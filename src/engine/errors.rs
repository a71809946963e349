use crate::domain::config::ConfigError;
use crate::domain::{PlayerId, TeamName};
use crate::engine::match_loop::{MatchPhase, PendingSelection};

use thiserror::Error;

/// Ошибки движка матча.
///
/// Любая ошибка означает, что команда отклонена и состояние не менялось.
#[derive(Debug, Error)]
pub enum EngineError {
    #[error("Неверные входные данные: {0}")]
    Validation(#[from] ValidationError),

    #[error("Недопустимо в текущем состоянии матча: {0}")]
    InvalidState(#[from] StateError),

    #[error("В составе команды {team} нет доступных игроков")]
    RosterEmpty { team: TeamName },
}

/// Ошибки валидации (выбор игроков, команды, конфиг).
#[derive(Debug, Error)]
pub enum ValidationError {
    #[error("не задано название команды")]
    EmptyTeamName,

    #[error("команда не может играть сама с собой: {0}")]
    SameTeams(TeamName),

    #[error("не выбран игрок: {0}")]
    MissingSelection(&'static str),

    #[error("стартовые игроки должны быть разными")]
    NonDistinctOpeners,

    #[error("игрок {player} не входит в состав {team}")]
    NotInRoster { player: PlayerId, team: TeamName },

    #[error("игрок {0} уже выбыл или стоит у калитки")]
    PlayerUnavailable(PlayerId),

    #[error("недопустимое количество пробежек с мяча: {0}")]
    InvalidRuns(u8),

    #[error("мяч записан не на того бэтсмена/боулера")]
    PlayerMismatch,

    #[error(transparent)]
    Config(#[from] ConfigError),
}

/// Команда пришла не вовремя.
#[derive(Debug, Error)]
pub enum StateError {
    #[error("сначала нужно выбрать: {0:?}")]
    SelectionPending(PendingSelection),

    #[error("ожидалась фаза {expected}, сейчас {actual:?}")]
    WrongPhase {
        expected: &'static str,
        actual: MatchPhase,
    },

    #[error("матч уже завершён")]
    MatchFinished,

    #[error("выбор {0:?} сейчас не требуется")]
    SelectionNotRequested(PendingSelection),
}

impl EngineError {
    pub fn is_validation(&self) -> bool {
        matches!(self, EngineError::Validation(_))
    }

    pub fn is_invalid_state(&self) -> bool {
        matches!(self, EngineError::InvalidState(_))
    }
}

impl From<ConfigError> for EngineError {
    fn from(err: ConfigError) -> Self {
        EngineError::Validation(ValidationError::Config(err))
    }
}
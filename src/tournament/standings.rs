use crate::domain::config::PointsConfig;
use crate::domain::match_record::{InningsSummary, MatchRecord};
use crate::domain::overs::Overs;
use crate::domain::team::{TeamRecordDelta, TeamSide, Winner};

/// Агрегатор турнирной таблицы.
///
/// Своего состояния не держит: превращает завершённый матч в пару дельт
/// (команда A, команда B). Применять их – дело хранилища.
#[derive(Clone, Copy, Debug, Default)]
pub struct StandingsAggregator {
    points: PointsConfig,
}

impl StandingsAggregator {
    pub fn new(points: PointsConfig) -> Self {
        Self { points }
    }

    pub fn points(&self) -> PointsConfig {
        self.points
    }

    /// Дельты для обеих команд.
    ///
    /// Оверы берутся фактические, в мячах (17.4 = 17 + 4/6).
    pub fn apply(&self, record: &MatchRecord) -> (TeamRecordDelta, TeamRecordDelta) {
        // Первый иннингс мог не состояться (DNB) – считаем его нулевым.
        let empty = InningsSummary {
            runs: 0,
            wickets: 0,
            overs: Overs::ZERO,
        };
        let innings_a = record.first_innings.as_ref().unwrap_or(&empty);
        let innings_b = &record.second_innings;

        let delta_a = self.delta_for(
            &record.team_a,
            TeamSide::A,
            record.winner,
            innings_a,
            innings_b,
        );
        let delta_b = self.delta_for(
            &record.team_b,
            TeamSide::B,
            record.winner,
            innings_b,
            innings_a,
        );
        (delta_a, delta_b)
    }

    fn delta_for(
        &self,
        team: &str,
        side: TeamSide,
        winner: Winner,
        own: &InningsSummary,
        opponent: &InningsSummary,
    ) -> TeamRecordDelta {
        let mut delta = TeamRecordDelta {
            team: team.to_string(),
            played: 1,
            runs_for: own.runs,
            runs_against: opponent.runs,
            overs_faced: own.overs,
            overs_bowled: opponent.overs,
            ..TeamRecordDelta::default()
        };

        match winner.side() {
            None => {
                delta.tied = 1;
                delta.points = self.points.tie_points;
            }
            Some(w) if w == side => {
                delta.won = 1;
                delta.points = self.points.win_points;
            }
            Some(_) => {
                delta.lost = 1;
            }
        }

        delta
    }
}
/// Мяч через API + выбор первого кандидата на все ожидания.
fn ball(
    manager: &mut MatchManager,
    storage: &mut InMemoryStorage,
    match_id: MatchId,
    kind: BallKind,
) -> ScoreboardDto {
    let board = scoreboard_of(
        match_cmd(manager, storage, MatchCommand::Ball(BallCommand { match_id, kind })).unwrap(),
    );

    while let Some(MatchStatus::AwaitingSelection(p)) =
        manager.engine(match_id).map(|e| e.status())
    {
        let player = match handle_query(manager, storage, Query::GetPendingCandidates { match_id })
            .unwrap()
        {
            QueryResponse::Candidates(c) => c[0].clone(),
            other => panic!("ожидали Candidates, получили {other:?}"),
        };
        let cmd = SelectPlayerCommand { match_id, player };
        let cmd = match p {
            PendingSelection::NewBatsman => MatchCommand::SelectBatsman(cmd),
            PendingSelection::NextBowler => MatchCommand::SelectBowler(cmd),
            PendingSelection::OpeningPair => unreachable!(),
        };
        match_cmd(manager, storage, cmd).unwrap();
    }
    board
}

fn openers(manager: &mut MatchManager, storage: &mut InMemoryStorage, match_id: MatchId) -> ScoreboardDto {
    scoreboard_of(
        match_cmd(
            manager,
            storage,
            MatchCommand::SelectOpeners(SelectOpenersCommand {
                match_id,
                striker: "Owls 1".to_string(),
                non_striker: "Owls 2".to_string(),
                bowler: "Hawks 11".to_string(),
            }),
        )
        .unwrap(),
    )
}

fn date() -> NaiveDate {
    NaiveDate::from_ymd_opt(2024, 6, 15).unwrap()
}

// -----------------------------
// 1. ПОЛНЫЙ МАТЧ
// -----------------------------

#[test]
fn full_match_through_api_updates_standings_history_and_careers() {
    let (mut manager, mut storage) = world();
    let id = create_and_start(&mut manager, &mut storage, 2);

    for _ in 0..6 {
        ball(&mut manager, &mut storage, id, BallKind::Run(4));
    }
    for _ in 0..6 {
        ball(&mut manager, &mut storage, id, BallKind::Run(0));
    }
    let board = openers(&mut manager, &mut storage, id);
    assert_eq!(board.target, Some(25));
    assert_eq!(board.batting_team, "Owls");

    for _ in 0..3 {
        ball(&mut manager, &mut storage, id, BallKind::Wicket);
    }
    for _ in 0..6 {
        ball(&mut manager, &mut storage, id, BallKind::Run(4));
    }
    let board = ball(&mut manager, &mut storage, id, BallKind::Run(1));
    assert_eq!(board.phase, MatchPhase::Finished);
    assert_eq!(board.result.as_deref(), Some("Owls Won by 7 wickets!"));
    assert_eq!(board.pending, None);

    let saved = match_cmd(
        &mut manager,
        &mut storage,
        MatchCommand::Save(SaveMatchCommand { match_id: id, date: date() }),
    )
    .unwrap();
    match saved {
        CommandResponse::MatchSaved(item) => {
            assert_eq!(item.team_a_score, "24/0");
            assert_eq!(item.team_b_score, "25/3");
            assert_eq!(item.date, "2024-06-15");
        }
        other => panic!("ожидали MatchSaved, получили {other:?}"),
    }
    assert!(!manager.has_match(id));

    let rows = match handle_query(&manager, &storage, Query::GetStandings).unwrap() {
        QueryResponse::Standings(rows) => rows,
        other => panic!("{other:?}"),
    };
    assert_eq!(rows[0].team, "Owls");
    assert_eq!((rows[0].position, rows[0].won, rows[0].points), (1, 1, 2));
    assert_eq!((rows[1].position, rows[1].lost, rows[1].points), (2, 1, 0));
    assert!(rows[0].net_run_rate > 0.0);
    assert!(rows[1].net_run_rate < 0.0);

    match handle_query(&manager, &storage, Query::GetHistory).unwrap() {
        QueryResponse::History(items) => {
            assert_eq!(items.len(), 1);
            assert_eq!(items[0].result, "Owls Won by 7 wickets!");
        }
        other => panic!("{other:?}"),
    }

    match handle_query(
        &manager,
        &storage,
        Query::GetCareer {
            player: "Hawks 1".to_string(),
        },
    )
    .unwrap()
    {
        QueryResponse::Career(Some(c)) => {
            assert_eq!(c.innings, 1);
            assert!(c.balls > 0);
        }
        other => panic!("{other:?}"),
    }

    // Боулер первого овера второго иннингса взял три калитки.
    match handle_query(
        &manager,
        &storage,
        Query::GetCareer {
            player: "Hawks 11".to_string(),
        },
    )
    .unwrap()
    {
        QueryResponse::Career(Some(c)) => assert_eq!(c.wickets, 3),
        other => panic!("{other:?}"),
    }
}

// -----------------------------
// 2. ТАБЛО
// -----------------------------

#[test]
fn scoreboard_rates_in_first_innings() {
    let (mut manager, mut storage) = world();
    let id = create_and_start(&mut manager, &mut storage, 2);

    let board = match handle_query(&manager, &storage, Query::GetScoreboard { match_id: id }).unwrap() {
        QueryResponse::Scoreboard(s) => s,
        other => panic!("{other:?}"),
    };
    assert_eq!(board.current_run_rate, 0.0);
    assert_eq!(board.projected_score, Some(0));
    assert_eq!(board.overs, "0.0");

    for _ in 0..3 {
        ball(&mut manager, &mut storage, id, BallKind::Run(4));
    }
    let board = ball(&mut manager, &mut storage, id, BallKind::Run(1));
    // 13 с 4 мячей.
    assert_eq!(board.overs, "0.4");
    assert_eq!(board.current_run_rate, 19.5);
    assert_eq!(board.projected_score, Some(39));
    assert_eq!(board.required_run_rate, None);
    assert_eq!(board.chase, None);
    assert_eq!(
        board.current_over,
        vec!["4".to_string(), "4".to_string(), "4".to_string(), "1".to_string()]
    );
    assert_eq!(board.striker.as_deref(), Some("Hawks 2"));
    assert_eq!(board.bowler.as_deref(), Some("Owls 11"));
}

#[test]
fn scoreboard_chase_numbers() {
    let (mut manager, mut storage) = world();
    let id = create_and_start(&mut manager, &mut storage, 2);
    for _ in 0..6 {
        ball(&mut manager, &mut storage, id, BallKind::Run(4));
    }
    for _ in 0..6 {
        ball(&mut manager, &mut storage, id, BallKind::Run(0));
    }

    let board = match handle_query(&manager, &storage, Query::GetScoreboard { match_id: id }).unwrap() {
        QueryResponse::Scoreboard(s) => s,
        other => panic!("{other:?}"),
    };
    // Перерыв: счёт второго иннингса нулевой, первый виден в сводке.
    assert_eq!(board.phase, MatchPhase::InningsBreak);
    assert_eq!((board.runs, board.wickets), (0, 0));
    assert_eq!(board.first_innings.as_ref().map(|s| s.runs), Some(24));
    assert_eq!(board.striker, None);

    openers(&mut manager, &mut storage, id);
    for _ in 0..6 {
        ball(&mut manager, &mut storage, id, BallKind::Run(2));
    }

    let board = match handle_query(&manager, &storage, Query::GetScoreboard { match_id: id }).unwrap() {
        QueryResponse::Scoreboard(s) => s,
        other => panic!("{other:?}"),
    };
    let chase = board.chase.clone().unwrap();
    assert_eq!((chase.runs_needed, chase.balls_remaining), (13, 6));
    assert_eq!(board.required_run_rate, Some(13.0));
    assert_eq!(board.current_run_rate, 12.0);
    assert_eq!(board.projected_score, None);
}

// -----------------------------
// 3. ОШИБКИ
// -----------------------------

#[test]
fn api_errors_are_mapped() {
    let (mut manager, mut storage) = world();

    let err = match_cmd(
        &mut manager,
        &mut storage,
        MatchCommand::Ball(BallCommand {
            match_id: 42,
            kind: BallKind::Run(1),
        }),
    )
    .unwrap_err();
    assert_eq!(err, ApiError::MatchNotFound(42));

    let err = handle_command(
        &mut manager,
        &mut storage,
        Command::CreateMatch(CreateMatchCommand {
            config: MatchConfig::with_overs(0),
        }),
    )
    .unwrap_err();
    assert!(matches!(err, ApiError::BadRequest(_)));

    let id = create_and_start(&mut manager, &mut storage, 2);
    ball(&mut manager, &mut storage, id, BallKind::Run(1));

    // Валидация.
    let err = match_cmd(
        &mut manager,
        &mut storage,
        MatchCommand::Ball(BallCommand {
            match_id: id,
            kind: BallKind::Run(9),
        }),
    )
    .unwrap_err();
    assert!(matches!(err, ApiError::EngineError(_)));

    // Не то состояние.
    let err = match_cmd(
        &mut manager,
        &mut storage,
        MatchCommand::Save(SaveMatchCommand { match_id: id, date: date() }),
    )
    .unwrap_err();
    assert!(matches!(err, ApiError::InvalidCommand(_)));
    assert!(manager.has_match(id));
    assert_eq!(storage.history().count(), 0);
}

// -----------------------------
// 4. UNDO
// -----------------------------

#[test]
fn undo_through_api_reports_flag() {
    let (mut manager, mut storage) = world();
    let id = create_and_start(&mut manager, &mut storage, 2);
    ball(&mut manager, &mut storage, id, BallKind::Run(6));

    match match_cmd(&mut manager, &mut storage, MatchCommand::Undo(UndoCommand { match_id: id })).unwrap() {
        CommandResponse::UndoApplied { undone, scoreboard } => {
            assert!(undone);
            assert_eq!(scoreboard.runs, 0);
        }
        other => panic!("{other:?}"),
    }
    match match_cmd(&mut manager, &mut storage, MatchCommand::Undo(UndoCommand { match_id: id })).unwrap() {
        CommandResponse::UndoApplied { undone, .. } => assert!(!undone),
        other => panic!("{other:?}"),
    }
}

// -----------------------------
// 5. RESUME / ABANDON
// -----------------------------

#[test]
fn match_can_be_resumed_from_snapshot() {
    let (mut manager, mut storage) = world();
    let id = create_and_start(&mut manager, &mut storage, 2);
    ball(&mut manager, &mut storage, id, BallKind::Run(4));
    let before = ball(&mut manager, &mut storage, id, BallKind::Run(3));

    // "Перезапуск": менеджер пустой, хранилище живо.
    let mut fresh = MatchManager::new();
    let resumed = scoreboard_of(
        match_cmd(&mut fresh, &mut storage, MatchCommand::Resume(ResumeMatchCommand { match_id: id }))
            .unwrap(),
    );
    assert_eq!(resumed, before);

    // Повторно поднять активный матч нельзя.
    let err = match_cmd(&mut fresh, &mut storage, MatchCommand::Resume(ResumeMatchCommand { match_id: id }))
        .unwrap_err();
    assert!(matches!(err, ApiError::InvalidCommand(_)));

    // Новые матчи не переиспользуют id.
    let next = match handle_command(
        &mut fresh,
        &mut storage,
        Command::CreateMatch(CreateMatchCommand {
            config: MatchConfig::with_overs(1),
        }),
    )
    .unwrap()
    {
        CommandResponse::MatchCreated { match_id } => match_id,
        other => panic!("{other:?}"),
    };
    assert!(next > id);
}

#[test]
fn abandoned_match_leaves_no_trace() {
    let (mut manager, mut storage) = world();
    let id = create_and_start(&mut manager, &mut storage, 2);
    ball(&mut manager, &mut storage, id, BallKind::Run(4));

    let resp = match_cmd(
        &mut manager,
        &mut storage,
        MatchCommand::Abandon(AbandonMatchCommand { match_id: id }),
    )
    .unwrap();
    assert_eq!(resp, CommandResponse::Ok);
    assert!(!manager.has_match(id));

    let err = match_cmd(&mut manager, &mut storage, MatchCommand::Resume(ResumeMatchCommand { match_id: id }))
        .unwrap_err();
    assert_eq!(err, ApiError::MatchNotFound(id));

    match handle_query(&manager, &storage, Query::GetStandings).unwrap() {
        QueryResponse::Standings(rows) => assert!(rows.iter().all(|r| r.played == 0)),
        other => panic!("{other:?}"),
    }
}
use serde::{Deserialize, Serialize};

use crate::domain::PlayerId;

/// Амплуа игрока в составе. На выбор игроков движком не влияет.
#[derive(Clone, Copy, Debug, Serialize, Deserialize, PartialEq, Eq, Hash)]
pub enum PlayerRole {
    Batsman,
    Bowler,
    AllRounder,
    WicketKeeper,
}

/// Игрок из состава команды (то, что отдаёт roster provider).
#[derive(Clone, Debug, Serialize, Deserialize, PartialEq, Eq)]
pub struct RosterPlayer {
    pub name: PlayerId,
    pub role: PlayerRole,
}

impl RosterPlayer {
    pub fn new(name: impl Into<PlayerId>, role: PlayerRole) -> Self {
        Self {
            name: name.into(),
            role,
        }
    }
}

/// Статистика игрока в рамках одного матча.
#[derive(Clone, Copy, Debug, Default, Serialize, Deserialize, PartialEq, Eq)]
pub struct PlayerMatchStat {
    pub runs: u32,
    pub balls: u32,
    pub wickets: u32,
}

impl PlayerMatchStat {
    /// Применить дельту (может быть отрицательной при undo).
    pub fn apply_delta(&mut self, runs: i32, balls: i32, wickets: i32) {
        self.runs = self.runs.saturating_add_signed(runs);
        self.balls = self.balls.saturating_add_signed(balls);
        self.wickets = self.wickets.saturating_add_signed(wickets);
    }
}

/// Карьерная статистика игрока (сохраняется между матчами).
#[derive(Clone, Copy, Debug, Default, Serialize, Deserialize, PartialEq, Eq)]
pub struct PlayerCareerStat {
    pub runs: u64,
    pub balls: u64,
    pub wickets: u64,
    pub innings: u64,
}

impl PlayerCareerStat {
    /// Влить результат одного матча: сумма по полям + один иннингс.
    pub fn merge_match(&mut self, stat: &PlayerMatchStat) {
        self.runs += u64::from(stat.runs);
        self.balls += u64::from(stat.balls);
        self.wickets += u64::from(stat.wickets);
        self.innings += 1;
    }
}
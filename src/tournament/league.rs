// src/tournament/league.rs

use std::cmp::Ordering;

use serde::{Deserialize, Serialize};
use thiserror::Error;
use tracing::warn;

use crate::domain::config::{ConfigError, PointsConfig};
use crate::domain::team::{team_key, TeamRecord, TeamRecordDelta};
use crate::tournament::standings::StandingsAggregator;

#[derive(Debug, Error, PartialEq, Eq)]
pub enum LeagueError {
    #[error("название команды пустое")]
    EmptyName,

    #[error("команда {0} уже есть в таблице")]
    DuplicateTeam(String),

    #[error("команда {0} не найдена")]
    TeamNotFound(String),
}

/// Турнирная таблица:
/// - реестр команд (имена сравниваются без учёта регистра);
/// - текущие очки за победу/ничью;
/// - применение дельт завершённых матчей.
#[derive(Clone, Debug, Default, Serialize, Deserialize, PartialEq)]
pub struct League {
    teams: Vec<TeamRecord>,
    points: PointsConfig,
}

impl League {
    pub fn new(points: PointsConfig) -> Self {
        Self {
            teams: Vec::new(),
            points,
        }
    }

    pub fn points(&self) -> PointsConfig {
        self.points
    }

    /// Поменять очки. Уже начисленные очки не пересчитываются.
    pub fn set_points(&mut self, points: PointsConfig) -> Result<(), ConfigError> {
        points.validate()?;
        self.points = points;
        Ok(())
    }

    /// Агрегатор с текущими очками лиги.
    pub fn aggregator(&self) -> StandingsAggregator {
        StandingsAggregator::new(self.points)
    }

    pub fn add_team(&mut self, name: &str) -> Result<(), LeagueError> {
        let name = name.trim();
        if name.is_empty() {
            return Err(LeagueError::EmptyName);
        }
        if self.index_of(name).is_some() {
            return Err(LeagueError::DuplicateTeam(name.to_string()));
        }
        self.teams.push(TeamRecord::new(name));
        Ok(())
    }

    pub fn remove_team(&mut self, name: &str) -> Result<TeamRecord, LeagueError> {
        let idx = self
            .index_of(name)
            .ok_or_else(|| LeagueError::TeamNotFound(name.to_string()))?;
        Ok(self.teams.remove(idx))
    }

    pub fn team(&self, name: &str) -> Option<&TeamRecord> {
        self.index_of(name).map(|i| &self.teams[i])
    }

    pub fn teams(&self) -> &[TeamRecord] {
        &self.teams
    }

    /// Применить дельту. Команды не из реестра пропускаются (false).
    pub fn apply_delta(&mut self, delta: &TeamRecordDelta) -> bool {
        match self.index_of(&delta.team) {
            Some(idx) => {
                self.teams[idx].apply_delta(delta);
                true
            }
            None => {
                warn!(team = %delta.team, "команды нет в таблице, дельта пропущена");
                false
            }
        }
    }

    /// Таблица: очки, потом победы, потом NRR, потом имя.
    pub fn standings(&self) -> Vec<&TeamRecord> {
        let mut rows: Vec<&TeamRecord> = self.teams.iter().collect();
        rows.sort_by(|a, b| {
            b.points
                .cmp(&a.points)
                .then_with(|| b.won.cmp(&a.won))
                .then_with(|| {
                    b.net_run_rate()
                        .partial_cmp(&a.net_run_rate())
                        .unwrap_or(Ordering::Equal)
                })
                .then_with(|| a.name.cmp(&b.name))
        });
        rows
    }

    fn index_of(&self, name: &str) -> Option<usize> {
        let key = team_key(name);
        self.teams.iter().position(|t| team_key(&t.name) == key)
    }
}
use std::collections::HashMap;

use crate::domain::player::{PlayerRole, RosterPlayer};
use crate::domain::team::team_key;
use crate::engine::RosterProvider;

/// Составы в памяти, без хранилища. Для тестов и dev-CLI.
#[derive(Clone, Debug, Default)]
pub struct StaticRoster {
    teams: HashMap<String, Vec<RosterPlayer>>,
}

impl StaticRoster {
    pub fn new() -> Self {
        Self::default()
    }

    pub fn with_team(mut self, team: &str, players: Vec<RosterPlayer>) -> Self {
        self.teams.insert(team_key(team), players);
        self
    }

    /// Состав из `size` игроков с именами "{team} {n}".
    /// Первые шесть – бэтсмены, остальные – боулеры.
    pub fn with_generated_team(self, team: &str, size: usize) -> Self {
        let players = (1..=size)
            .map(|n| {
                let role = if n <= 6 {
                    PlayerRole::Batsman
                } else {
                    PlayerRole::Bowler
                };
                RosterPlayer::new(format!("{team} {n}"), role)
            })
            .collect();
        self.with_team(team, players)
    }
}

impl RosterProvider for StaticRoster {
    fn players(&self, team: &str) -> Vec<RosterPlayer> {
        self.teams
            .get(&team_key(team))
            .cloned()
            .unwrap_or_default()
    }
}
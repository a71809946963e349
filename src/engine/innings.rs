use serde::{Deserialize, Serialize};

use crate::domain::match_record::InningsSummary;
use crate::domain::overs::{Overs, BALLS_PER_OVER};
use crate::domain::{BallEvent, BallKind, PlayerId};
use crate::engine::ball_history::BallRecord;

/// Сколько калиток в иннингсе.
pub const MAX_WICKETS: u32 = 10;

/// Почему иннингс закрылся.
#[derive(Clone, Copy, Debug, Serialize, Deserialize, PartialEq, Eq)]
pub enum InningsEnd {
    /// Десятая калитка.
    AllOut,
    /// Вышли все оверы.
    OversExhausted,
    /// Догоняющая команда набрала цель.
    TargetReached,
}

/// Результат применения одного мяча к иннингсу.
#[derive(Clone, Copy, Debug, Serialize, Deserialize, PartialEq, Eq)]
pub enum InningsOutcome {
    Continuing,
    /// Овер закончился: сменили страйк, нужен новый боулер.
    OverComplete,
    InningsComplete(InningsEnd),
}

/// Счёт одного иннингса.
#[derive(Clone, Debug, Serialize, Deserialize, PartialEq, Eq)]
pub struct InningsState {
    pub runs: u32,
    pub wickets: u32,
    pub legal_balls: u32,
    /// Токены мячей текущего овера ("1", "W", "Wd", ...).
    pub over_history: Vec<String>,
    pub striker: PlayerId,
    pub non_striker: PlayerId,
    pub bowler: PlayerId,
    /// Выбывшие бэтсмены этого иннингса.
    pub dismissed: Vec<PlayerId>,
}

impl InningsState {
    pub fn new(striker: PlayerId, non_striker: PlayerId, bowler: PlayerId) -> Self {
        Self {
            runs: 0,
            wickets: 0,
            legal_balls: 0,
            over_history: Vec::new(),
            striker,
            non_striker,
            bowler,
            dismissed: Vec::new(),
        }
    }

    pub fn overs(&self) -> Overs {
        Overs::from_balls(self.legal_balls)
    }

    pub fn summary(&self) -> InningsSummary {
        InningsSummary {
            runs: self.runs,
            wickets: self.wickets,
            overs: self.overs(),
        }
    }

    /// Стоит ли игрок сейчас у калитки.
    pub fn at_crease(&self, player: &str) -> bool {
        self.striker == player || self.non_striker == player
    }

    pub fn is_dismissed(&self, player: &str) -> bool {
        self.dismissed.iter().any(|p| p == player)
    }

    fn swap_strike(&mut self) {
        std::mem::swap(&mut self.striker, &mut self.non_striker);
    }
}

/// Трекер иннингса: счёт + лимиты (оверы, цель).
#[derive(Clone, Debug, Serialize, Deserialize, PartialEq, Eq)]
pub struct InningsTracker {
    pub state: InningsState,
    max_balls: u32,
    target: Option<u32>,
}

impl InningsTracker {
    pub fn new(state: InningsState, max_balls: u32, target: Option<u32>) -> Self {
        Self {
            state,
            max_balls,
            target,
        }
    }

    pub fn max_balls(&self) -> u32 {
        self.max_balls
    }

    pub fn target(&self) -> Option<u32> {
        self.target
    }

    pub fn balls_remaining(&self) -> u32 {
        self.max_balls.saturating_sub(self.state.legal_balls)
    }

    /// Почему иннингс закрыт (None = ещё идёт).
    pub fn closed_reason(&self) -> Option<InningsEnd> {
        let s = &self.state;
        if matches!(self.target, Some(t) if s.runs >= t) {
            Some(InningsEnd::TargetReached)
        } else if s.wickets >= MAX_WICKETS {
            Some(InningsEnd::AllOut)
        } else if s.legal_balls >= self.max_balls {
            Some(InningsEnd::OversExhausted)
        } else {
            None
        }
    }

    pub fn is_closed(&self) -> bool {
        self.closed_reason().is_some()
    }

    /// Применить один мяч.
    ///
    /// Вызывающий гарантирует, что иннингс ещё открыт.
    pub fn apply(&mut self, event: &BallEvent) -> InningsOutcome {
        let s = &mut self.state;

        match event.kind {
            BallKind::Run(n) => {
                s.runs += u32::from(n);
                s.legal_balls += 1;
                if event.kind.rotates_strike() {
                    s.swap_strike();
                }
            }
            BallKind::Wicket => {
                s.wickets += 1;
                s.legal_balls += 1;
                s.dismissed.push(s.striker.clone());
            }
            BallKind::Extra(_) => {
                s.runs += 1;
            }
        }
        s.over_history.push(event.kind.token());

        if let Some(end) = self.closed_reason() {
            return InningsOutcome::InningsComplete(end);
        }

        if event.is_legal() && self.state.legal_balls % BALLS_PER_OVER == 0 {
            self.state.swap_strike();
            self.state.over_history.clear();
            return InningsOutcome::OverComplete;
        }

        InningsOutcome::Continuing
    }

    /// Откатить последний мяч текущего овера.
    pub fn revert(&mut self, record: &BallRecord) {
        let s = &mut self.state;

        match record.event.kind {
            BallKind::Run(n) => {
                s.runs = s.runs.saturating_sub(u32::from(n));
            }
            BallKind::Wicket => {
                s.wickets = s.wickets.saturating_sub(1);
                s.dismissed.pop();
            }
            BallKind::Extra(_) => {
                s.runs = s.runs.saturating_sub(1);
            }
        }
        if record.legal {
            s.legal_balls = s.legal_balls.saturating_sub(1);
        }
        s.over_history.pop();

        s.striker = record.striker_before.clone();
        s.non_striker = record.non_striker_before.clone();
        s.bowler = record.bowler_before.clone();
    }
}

* **GOAL OF THE EXERCISE**:
Go over the listing above and say how many lines contain the word "Option". Please give the number only.

* **REPLY**:
6